- **What is needed**
Transcribe, verbatim, every line from the start of the entries through the line that contains "consume. Tokens are"; include both boundary lines and omit all others.

- **Excerpted records**
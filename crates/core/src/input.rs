// SPDX-License-Identifier: BUSL-1.1
// Copyright (c) 2026 Alfred Jean LLC

//! Token cursor over raw command input.
//!
//! [`CommandInput`] is the mutable view argument parsers consume. Tokens are
//! separated by whitespace; reading a token also consumes the whitespace that
//! follows it, so the cursor always rests at the start of the next token or
//! at the end of the input.

/// Mutable, position-tracking view over the remaining command input.
#[derive(Debug, Clone, PartialEq, Eq)]
pub struct CommandInput {
    input: String,
    /// Byte offset into `input`, always on a char boundary.
    cursor: usize,
}

impl CommandInput {
    /// Create a cursor positioned at the start of `input`.
    pub fn new(input: impl Into<String>) -> Self {
        Self {
            input: input.into(),
            cursor: 0,
        }
    }

    /// The complete input, including consumed text.
    pub fn input(&self) -> &str {
        &self.input
    }

    /// Current byte offset. Pass to [`CommandInput::rewind`] to restore.
    pub fn cursor(&self) -> usize {
        self.cursor
    }

    /// Move the cursor back (or forward) to a previously observed offset.
    ///
    /// Offsets past the end or off a char boundary are ignored.
    pub fn rewind(&mut self, cursor: usize) {
        if self.input.is_char_boundary(cursor) {
            self.cursor = cursor;
        }
    }

    /// Text that has already been consumed.
    pub fn consumed(&self) -> &str {
        self.input.get(..self.cursor).unwrap_or_default()
    }

    /// Text consumed since `checkpoint`.
    pub fn read_since(&self, checkpoint: usize) -> &str {
        self.input.get(checkpoint..self.cursor).unwrap_or_default()
    }

    /// Text that has not been consumed yet.
    pub fn remaining(&self) -> &str {
        self.input.get(self.cursor..).unwrap_or_default()
    }

    /// True when only whitespace (or nothing) remains.
    pub fn is_empty(&self) -> bool {
        self.remaining().chars().all(char::is_whitespace)
    }

    /// True when the cursor sits at the very end of the input.
    pub fn is_exhausted(&self) -> bool {
        self.cursor >= self.input.len()
    }

    /// Number of tokens left, counting the token currently being typed.
    ///
    /// Empty remaining input, or input ending in whitespace, contributes one
    /// empty token: `""` has one token, `"a"` one, `"a "` two, `"a b"` two.
    pub fn remaining_tokens(&self) -> usize {
        let remaining = self.remaining();
        let words = remaining.split_whitespace().count();
        if remaining.is_empty() || remaining.ends_with(char::is_whitespace) {
            words + 1
        } else {
            words
        }
    }

    /// The remaining tokens, without the whitespace between them.
    pub fn tokens(&self) -> Vec<&str> {
        self.remaining().split_whitespace().collect()
    }

    /// The last (possibly empty) token of the remaining input.
    pub fn last_token(&self) -> &str {
        last_token(self.remaining())
    }

    /// True when the previous read ended on whitespace, i.e. the next token
    /// has begun even if nothing has been typed for it yet.
    pub fn at_token_boundary(&self) -> bool {
        self.cursor == 0 || self.consumed().ends_with(char::is_whitespace)
    }

    /// Next character without consuming it.
    pub fn peek_char(&self) -> Option<char> {
        self.remaining().chars().next()
    }

    /// Consume and return the next character.
    pub fn read_char(&mut self) -> Option<char> {
        let c = self.peek_char()?;
        self.cursor += c.len_utf8();
        Some(c)
    }

    /// Skip any whitespace at the cursor.
    pub fn skip_whitespace(&mut self) {
        let remaining = self.remaining();
        let skipped = remaining.len() - remaining.trim_start().len();
        self.cursor += skipped;
    }

    /// The next token without consuming it.
    pub fn peek_string(&self) -> &str {
        let remaining = self.remaining().trim_start();
        let end = remaining
            .find(char::is_whitespace)
            .unwrap_or(remaining.len());
        remaining.get(..end).unwrap_or_default()
    }

    /// Consume the next token and the whitespace that follows it.
    pub fn read_string(&mut self) -> String {
        self.skip_whitespace();
        let token = self.peek_string().to_string();
        self.cursor += token.len();
        self.skip_whitespace();
        token
    }

    /// Consume everything that remains, trimmed of surrounding whitespace.
    pub fn read_remaining(&mut self) -> String {
        let rest = self.remaining().trim().to_string();
        self.cursor = self.input.len();
        rest
    }

    /// True when the next token opens a flag: `--x...` or `-` followed by an
    /// ASCII letter. Negative numbers are not flags.
    pub fn is_flag_start(&self) -> bool {
        is_flag_token(self.peek_string())
    }
}

impl From<&str> for CommandInput {
    fn from(input: &str) -> Self {
        Self::new(input)
    }
}

impl From<String> for CommandInput {
    fn from(input: String) -> Self {
        Self::new(input)
    }
}

/// True when `token` is spelled like a flag (`--name`, `-n`, `-abc`).
pub fn is_flag_token(token: &str) -> bool {
    if let Some(long) = token.strip_prefix("--") {
        return !long.is_empty();
    }
    let mut chars = token.chars();
    chars.next() == Some('-') && chars.next().is_some_and(|c| c.is_ascii_alphabetic())
}

/// The last (possibly empty) whitespace-separated token of `text`.
pub fn last_token(text: &str) -> &str {
    match text.rfind(char::is_whitespace) {
        Some(pos) => {
            let ws_len = text
                .get(pos..)
                .and_then(|rest| rest.chars().next())
                .map_or(1, char::len_utf8);
            text.get(pos + ws_len..).unwrap_or_default()
        }
        None => text,
    }
}

#[cfg(test)]
#[path = "input_tests.rs"]
mod tests;
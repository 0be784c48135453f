// SPDX-License-Identifier: BUSL-1.1
// Copyright (c) 2026 Alfred Jean LLC

use super::*;
use sy_core::test_support::TestSender;
use sy_core::CommandFlag;
use sy_parsers::{IntegerParser, StringParser};

#[test]
fn renders_components_and_flags() {
    let command = Command::<TestSender>::builder("give")
        .required("player", StringParser::single())
        .optional("amount", IntegerParser::<u32>::new())
        .flag(CommandFlag::presence("silent"))
        .flag(CommandFlag::value(
            "reason",
            CommandComponent::argument("text", StringParser::single()),
        ))
        .build()
        .unwrap();
    assert_eq!(
        command_syntax(&command),
        "give <player> [amount] [--silent] [--reason <text>]"
    );
}

#[test]
fn literal_only_command() {
    let command = Command::<TestSender>::builder("reload")
        .literal("all")
        .build()
        .unwrap();
    assert_eq!(command_syntax(&command), "reload all");
}
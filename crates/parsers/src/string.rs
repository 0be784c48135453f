// SPDX-License-Identifier: BUSL-1.1
// Copyright (c) 2026 Alfred Jean LLC

//! String parser.

use sy_core::{is_flag_token, ArgumentParser, CommandContext, CommandInput, ParserError};
use thiserror::Error;

/// Errors from string parsing
#[derive(Debug, Clone, PartialEq, Eq, Error)]
pub enum StringParseError {
    #[error("expected a string")]
    Missing,
    #[error("unterminated quoted string")]
    UnterminatedQuote,
}

/// How much input a [`StringParser`] consumes.
#[derive(Debug, Clone, Copy, PartialEq, Eq, Default)]
pub enum StringMode {
    /// One whitespace-delimited token.
    #[default]
    Single,
    /// Everything that remains.
    Greedy,
    /// Everything up to the first flag token.
    GreedyFlagYielding,
    /// A `"double"` or `'single'` quoted string, or one token when unquoted.
    Quoted,
}

#[derive(Debug, Clone, Copy, PartialEq, Eq, Default)]
pub struct StringParser {
    mode: StringMode,
}

impl StringParser {
    pub fn new(mode: StringMode) -> Self {
        Self { mode }
    }

    pub fn single() -> Self {
        Self::new(StringMode::Single)
    }

    pub fn greedy() -> Self {
        Self::new(StringMode::Greedy)
    }

    pub fn greedy_flag_yielding() -> Self {
        Self::new(StringMode::GreedyFlagYielding)
    }

    pub fn quoted() -> Self {
        Self::new(StringMode::Quoted)
    }

    pub fn mode(&self) -> StringMode {
        self.mode
    }
}

fn read_quoted(input: &mut CommandInput) -> Result<String, StringParseError> {
    let start = input.cursor();
    let Some(quote) = input.read_char() else {
        return Err(StringParseError::Missing);
    };
    let mut value = String::new();
    loop {
        match input.read_char() {
            None => {
                input.rewind(start);
                return Err(StringParseError::UnterminatedQuote);
            }
            Some('\\') => match input.read_char() {
                Some(escaped) => value.push(escaped),
                None => {
                    input.rewind(start);
                    return Err(StringParseError::UnterminatedQuote);
                }
            },
            Some(c) if c == quote => break,
            Some(c) => value.push(c),
        }
    }
    input.skip_whitespace();
    Ok(value)
}

impl<S> ArgumentParser<S> for StringParser {
    type Value = String;

    fn parse(&self, _context: &CommandContext<S>, input: &mut CommandInput) -> Result<String, ParserError> {
        input.skip_whitespace();
        if input.is_empty() {
            return Err(StringParseError::Missing.into());
        }
        let value = match self.mode {
            StringMode::Single => input.read_string(),
            StringMode::Greedy => input.read_remaining(),
            StringMode::GreedyFlagYielding => {
                let start = input.cursor();
                while !input.is_empty() && !is_flag_token(input.peek_string()) {
                    input.read_string();
                }
                let value = input.read_since(start).trim_end().to_string();
                if value.is_empty() {
                    return Err(StringParseError::Missing.into());
                }
                value
            }
            StringMode::Quoted => match input.peek_char() {
                Some('"' | '\'') => read_quoted(input)?,
                _ => input.read_string(),
            },
        };
        Ok(value)
    }

    fn requested_tokens(&self) -> usize {
        match self.mode {
            StringMode::Single | StringMode::Quoted => 1,
            StringMode::Greedy | StringMode::GreedyFlagYielding => usize::MAX,
        }
    }

    fn config_key(&self) -> String {
        format!("string<{:?}>", self.mode)
    }
}

#[cfg(test)]
#[path = "string_tests.rs"]
mod tests;
// SPDX-License-Identifier: BUSL-1.1
// Copyright (c) 2026 Alfred Jean LLC

use super::*;
use sy_core::test_support::{test_context, TestSender};
use yare::parameterized;

fn words(list: &[&str]) -> Vec<String> {
    list.iter().map(|w| w.to_string()).collect()
}

fn filter(processor: impl SuggestionProcessor<TestSender>, input: &str, raw: &[&str]) -> Vec<String> {
    processor.process(&test_context(), input, words(raw))
}

#[parameterized(
    empty_keeps_all = { "", &["stop", "start", "give"], &["stop", "start", "give"] },
    prefix = { "st", &["stop", "start", "give"], &["stop", "start"] },
    ignores_case = { "ST", &["stop", "Start"], &["stop", "Start"] },
    no_match = { "x", &["stop"], &[] },
    dedupes = { "s", &["stop", "stop", "start"], &["stop", "start"] },
)]
fn filtering(input: &str, raw: &[&str], expected: &[&str]) {
    assert_eq!(filter(FilteringSuggestionProcessor::default(), input, raw), expected);
}

#[test]
fn case_sensitive_filtering() {
    let processor = FilteringSuggestionProcessor::case_sensitive();
    assert_eq!(filter(processor, "S", &["stop", "Start"]), vec!["Start"]);
}

#[test]
fn sorting_wraps_another_processor() {
    let processor = SortingSuggestionProcessor::new(FilteringSuggestionProcessor::default());
    assert_eq!(
        filter(processor, "s", &["stop", "start", "give", "say"]),
        vec!["say", "start", "stop"]
    );
}
// SPDX-License-Identifier: BUSL-1.1
// Copyright (c) 2026 Alfred Jean LLC

use crate::prelude::*;
use similar_asserts::assert_eq;
use sy_engine::RegistrationError;

fn give(amount: IntegerParser<u32>) -> Command<Player> {
    Command::builder("give")
        .required("player", StringParser::single())
        .required("amount", amount)
        .build()
        .unwrap()
}

#[test]
fn ambiguous_registration_leaves_the_tree_untouched() {
    let manager = manager();
    manager.command(give(IntegerParser::range(1, 64))).unwrap();
    let before = manager.render_tree();

    // Same position, different argument name.
    let clash = Command::builder("give")
        .required("target", StringParser::single())
        .build()
        .unwrap();
    let err = manager.command(clash).unwrap_err();
    assert!(matches!(err, RegistrationError::AmbiguousNode { .. }), "{err}");

    // Same name, different parser configuration.
    let err = manager.command(give(IntegerParser::range(1, 10))).unwrap_err();
    assert!(matches!(err, RegistrationError::AmbiguousNode { .. }), "{err}");

    assert_eq!(manager.render_tree(), before);
    assert_eq!(manager.commands().len(), 1);
}

#[test]
fn compatible_arguments_merge_into_one_node() {
    let manager = manager();
    manager.command(give(IntegerParser::range(1, 64))).unwrap();
    manager
        .command(
            Command::builder("give")
                .required("player", StringParser::single())
                .literal("all")
                .build()
                .unwrap(),
        )
        .unwrap();
    let after_first_merge = manager.render_tree();
    assert_eq!(
        after_first_merge,
        "give\n  <player>\n    all *\n    <amount> *\n"
    );

    // Registering an equivalent command again is rejected and changes nothing.
    assert!(matches!(
        manager.command(give(IntegerParser::range(1, 64))),
        Err(RegistrationError::DuplicateCommand(_))
    ));
    assert_eq!(manager.render_tree(), after_first_merge);
}

#[tokio::test]
async fn deleting_a_root_removes_its_commands() {
    let manager = manager_with(ManagerSettings {
        root_command_deletion: true,
        ..ManagerSettings::default()
    });
    manager.command(give(IntegerParser::range(1, 64))).unwrap();
    manager
        .command(Command::builder("stop").build().unwrap())
        .unwrap();

    succeed(&manager, "give bob 3").await;
    manager.delete_root_command("give").unwrap();

    assert_eq!(fail_kind(&manager, "give bob 3").await, ErrorKind::NoSuchCommand);
    succeed(&manager, "stop").await;
    assert_eq!(manager.root_commands(), vec!["stop".to_string()]);
    assert_eq!(manager.render_tree(), "stop *\n");
    assert!(manager.suggest(Player::new(&[]), "gi").is_empty());
}
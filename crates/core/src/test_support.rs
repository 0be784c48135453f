// SPDX-License-Identifier: BUSL-1.1
// Copyright (c) 2026 Alfred Jean LLC

//! Shared test helpers for use across crates.
//!
//! Gated behind `#[cfg(any(test, feature = "test-support"))]`.

use crate::{ArgumentParser, CommandContext, CommandInput, CommandSender, ParserError};
use std::collections::HashSet;
use std::sync::Arc;

/// A sender with an explicit permission set.
#[derive(Debug, Clone, Default, PartialEq, Eq)]
pub struct TestSender {
    pub name: String,
    permissions: HashSet<String>,
    all: bool,
    console: bool,
}

impl TestSender {
    pub fn new(name: &str) -> Self {
        Self {
            name: name.to_string(),
            ..Self::default()
        }
    }

    /// A console sender holding every permission.
    pub fn console() -> Self {
        Self {
            name: "console".to_string(),
            all: true,
            console: true,
            ..Self::default()
        }
    }

    pub fn with_permission(mut self, permission: &str) -> Self {
        self.permissions.insert(permission.to_string());
        self
    }

    pub fn is_console(&self) -> bool {
        self.console
    }
}

impl CommandSender for TestSender {
    fn has_permission(&self, permission: &str) -> bool {
        self.all || self.permissions.contains(permission)
    }
}

// ── Parsers ─────────────────────────────────────────────────────────────────

/// Reads one token as a `String`, suggesting from a fixed word list.
#[derive(Debug, Clone, Default)]
pub struct WordParser {
    pub words: Vec<String>,
}

impl WordParser {
    pub fn with_words(words: &[&str]) -> Self {
        Self {
            words: words.iter().map(|w| w.to_string()).collect(),
        }
    }
}

impl<S> ArgumentParser<S> for WordParser {
    type Value = String;

    fn parse(
        &self,
        _context: &CommandContext<S>,
        input: &mut CommandInput,
    ) -> Result<String, ParserError> {
        if input.is_empty() {
            return Err("expected a word".into());
        }
        Ok(input.read_string())
    }

    fn suggestions(&self, _context: &CommandContext<S>, input: &str) -> Vec<String> {
        self.words
            .iter()
            .filter(|w| w.starts_with(input))
            .cloned()
            .collect()
    }
}

/// Reads one token as an `i64`.
#[derive(Debug, Clone, Copy, Default)]
pub struct NumberParser;

impl<S> ArgumentParser<S> for NumberParser {
    type Value = i64;

    fn parse(
        &self,
        _context: &CommandContext<S>,
        input: &mut CommandInput,
    ) -> Result<i64, ParserError> {
        let value = input.peek_string().parse::<i64>()?;
        input.read_string();
        Ok(value)
    }
}

// ── Context factory functions ───────────────────────────────────────────────

pub fn context_for(sender: TestSender, input: &str) -> CommandContext<TestSender> {
    CommandContext::new(Arc::new(sender), input)
}

pub fn test_context() -> CommandContext<TestSender> {
    context_for(TestSender::new("tester"), "")
}
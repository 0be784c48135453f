// SPDX-License-Identifier: BUSL-1.1
// Copyright (c) 2026 Alfred Jean LLC

//! A command manager bound to one sender, turning outcomes into output.

use crate::demo;
use crate::sender::ConsoleSender;
use crate::CoordinatorKind;
use anyhow::Result;
use std::sync::Arc;
use sy_engine::{
    AsyncCoordinator, CommandManager, CommandOutcome, ConfirmationManager, LockingCoordinator,
    ManagerSettings, SimpleCoordinator,
};

/// Output produced by one input line.
#[derive(Debug, Default, PartialEq, Eq)]
pub struct Report {
    pub stdout: Vec<String>,
    pub stderr: Vec<String>,
    pub failed: bool,
}

pub struct Session {
    manager: Arc<CommandManager<ConsoleSender>>,
    confirmations: ConfirmationManager<ConsoleSender>,
    sender: Arc<ConsoleSender>,
}

impl Session {
    pub fn new(settings: ManagerSettings, coordinator: CoordinatorKind, sender: ConsoleSender) -> Result<Self> {
        let manager = Arc::new(match coordinator {
            CoordinatorKind::Simple => CommandManager::with_settings(SimpleCoordinator, settings),
            CoordinatorKind::Async => CommandManager::with_settings(AsyncCoordinator::new(), settings),
            CoordinatorKind::Locking => {
                CommandManager::with_settings(LockingCoordinator::new(AsyncCoordinator::new()), settings)
            }
        });
        let confirmations = ConfirmationManager::new(|sender: &ConsoleSender| sender.name().to_string());
        demo::register(&manager, &confirmations)?;
        manager.lock_registration();
        tracing::debug!(?coordinator, commands = manager.commands().len(), "session ready");
        Ok(Self {
            manager,
            confirmations,
            sender: Arc::new(sender),
        })
    }

    /// Execute one line, following any rerun a handler asked for.
    pub async fn run_line(&self, line: &str) -> Report {
        let mut report = Report::default();
        let mut next = Some(line.to_string());
        while let Some(input) = next.take() {
            let outcome = self.manager.execute(Arc::clone(&self.sender), &input).await;
            match outcome {
                CommandOutcome::Success(result) => {
                    report.stdout.extend(self.sender.drain());
                    next = result.context.get::<String>(demo::RERUN).cloned();
                }
                CommandOutcome::Cancelled => {
                    report.stdout.extend(self.sender.drain());
                    match self.confirmations.pending(&self.sender) {
                        Some(pending) => report
                            .stdout
                            .push(format!("`{pending}` requires confirmation, run `confirm` to proceed")),
                        None => report.stdout.push("cancelled".to_string()),
                    }
                }
                CommandOutcome::Failed(failure) => {
                    report.stdout.extend(self.sender.drain());
                    if !failure.handled {
                        report.stderr.push(format!("error: {}", failure.error));
                    }
                    report.failed = true;
                }
            }
        }
        report
    }

    pub fn suggest(&self, line: &str) -> Vec<String> {
        self.manager.suggest(Arc::clone(&self.sender), line)
    }

    pub fn render_tree(&self) -> String {
        self.manager.render_tree()
    }
}

#[cfg(test)]
#[path = "session_tests.rs"]
mod tests;
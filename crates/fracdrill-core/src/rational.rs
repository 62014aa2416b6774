//! Exact rational numbers.
//!
//! A [`Rational`] wraps a [`BigRational`], which keeps every value in lowest
//! terms with a positive denominator. Structural equality is therefore value
//! equality, and the [`Display`](fmt::Display) output is the canonical
//! answer string. There is no size limit on either part.

use std::fmt;
use std::ops::{Add, Neg, Sub};
use std::str::FromStr;

use num_bigint::BigInt;
use num_rational::BigRational;
use num_traits::{One, Signed, ToPrimitive, Zero};
use rand::Rng;
use serde::Deserialize;

use crate::error::FractionError;

/// An exact fraction in lowest terms.
#[derive(Debug, Clone, PartialEq, Eq, PartialOrd, Ord, Hash)]
pub struct Rational(BigRational);

impl Rational {
    /// The value zero (`0/1`).
    pub fn zero() -> Self {
        Self(BigRational::zero())
    }

    /// Build a fraction and reduce it to lowest terms.
    pub fn new(numerator: i64, denominator: i64) -> Result<Self, FractionError> {
        Self::from_parts(BigInt::from(numerator), BigInt::from(denominator))
    }

    /// Build a fraction from arbitrary-size parts and reduce it.
    pub fn from_parts(numerator: BigInt, denominator: BigInt) -> Result<Self, FractionError> {
        if denominator.is_zero() {
            return Err(FractionError::DivisionByZero);
        }
        Ok(Self(BigRational::new(numerator, denominator)))
    }

    /// A whole number.
    pub fn from_integer(value: i64) -> Self {
        Self(BigRational::from_integer(BigInt::from(value)))
    }

    /// The reduced numerator; carries the sign.
    pub fn numerator(&self) -> &BigInt {
        self.0.numer()
    }

    /// The reduced denominator; always positive.
    pub fn denominator(&self) -> &BigInt {
        self.0.denom()
    }

    pub fn is_zero(&self) -> bool {
        self.0.is_zero()
    }

    pub fn is_negative(&self) -> bool {
        self.0.is_negative()
    }

    /// Floating point approximation, e.g. `1.375` for `11/8`.
    pub fn estimate(&self) -> f64 {
        self.0.to_f64().unwrap_or(f64::NAN)
    }
}

impl Default for Rational {
    fn default() -> Self {
        Self::zero()
    }
}

impl From<BigRational> for Rational {
    fn from(value: BigRational) -> Self {
        Self(value)
    }
}

/// Canonical form: `3/4`, `2`, `1-3/8`, `0`.
///
/// Values of one or more render as a mixed number whose fractional part is
/// itself reduced; whole results drop the fractional part entirely.
impl fmt::Display for Rational {
    fn fmt(&self, f: &mut fmt::Formatter<'_>) -> fmt::Result {
        let (numer, denom) = (self.0.numer(), self.0.denom());
        if denom.is_one() {
            return write!(f, "{numer}");
        }
        if numer > denom {
            let whole = self.0.to_integer();
            let rest = Rational(self.0.fract());
            return write!(f, "{whole}-{rest}");
        }
        write!(f, "{numer}/{denom}")
    }
}

impl FromStr for Rational {
    type Err = FractionError;

    fn from_str(s: &str) -> Result<Self, Self::Err> {
        crate::parser::parse_answer(s)
    }
}

impl Add for Rational {
    type Output = Rational;

    fn add(self, rhs: Rational) -> Rational {
        Rational(self.0 + rhs.0)
    }
}

impl Add<&Rational> for &Rational {
    type Output = Rational;

    fn add(self, rhs: &Rational) -> Rational {
        Rational(&self.0 + &rhs.0)
    }
}

impl Sub for Rational {
    type Output = Rational;

    fn sub(self, rhs: Rational) -> Rational {
        Rational(self.0 - rhs.0)
    }
}

impl Sub<&Rational> for &Rational {
    type Output = Rational;

    fn sub(self, rhs: &Rational) -> Rational {
        Rational(&self.0 - &rhs.0)
    }
}

impl Neg for Rational {
    type Output = Rational;

    fn neg(self) -> Rational {
        Rational(-self.0)
    }
}

// ---------------------------------------------------------------------------
// Denominator setting
// ---------------------------------------------------------------------------

/// The denominator problems are drawn with: a power of two from 2 to 128.
#[derive(Debug, Clone, Copy, PartialEq, Eq, Hash, Deserialize)]
#[serde(try_from = "u32")]
pub struct Denominator(u32);

impl Denominator {
    /// Every accepted denominator.
    pub const ALLOWED: [u32; 7] = [2, 4, 8, 16, 32, 64, 128];

    pub fn new(value: u32) -> Result<Self, String> {
        if Self::ALLOWED.contains(&value) {
            Ok(Self(value))
        } else {
            Err(format!(
                "invalid denominator {value}; choose one of {}",
                Self::ALLOWED.map(|d| d.to_string()).join(", ")
            ))
        }
    }

    pub fn get(self) -> u32 {
        self.0
    }
}

impl Default for Denominator {
    fn default() -> Self {
        Self(16)
    }
}

impl TryFrom<u32> for Denominator {
    type Error = String;

    fn try_from(value: u32) -> Result<Self, Self::Error> {
        Self::new(value)
    }
}

impl FromStr for Denominator {
    type Err = String;

    fn from_str(s: &str) -> Result<Self, Self::Err> {
        let value: u32 = s
            .trim()
            .parse()
            .map_err(|_| format!("invalid denominator: {s}"))?;
        Self::new(value)
    }
}

impl fmt::Display for Denominator {
    fn fmt(&self, f: &mut fmt::Formatter<'_>) -> fmt::Result {
        write!(f, "{}", self.0)
    }
}

/// Draw `n/d` with `n` uniform in `[1, d-1]`, reduced to lowest terms.
///
/// Reduction means the returned denominator can be smaller than `d`.
pub fn random_rational<R: Rng + ?Sized>(rng: &mut R, denominator: Denominator) -> Rational {
    let d = denominator.get();
    let n = rng.random_range(1..d);
    // Every allowed denominator is at least 2.
    Rational(BigRational::new(BigInt::from(n), BigInt::from(d)))
}
//! Scripted answer source for testing.

use std::collections::VecDeque;

use async_trait::async_trait;

use crate::traits::{AnswerSource, Attempt};

/// An answer source that replays a fixed list of attempts.
///
/// Once the script runs out every further read is [`Attempt::EndOfInput`],
/// the same as a closed pipe.
#[derive(Debug, Default)]
pub struct ScriptedSource {
    script: VecDeque<Attempt>,
    reads: u32,
}

impl ScriptedSource {
    pub fn new(script: impl IntoIterator<Item = Attempt>) -> Self {
        Self {
            script: script.into_iter().collect(),
            reads: 0,
        }
    }

    /// A script made only of typed lines.
    pub fn from_lines<I, S>(lines: I) -> Self
    where
        I: IntoIterator<Item = S>,
        S: Into<String>,
    {
        Self::new(lines.into_iter().map(Attempt::line))
    }

    /// Append another attempt to the end of the script.
    pub fn push(&mut self, attempt: Attempt) {
        self.script.push_back(attempt);
    }

    /// Number of reads made so far, including reads past the end.
    pub fn reads(&self) -> u32 {
        self.reads
    }

    /// Attempts not yet consumed.
    pub fn remaining(&self) -> usize {
        self.script.len()
    }
}

#[async_trait]
impl AnswerSource for ScriptedSource {
    async fn next_attempt(&mut self) -> anyhow::Result<Attempt> {
        self.reads += 1;
        Ok(self.script.pop_front().unwrap_or(Attempt::EndOfInput))
    }
}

- **Expected answer**
filename crates/core/src/input.rs
// SPDX-License-Identifier: BUSL-1.1
// Copyright (c) 2026 Alfred Jean LLC

//! Token cursor over raw command input.
//!
//! [`CommandInput`] is the mutable view argument parsers consume. Tokens are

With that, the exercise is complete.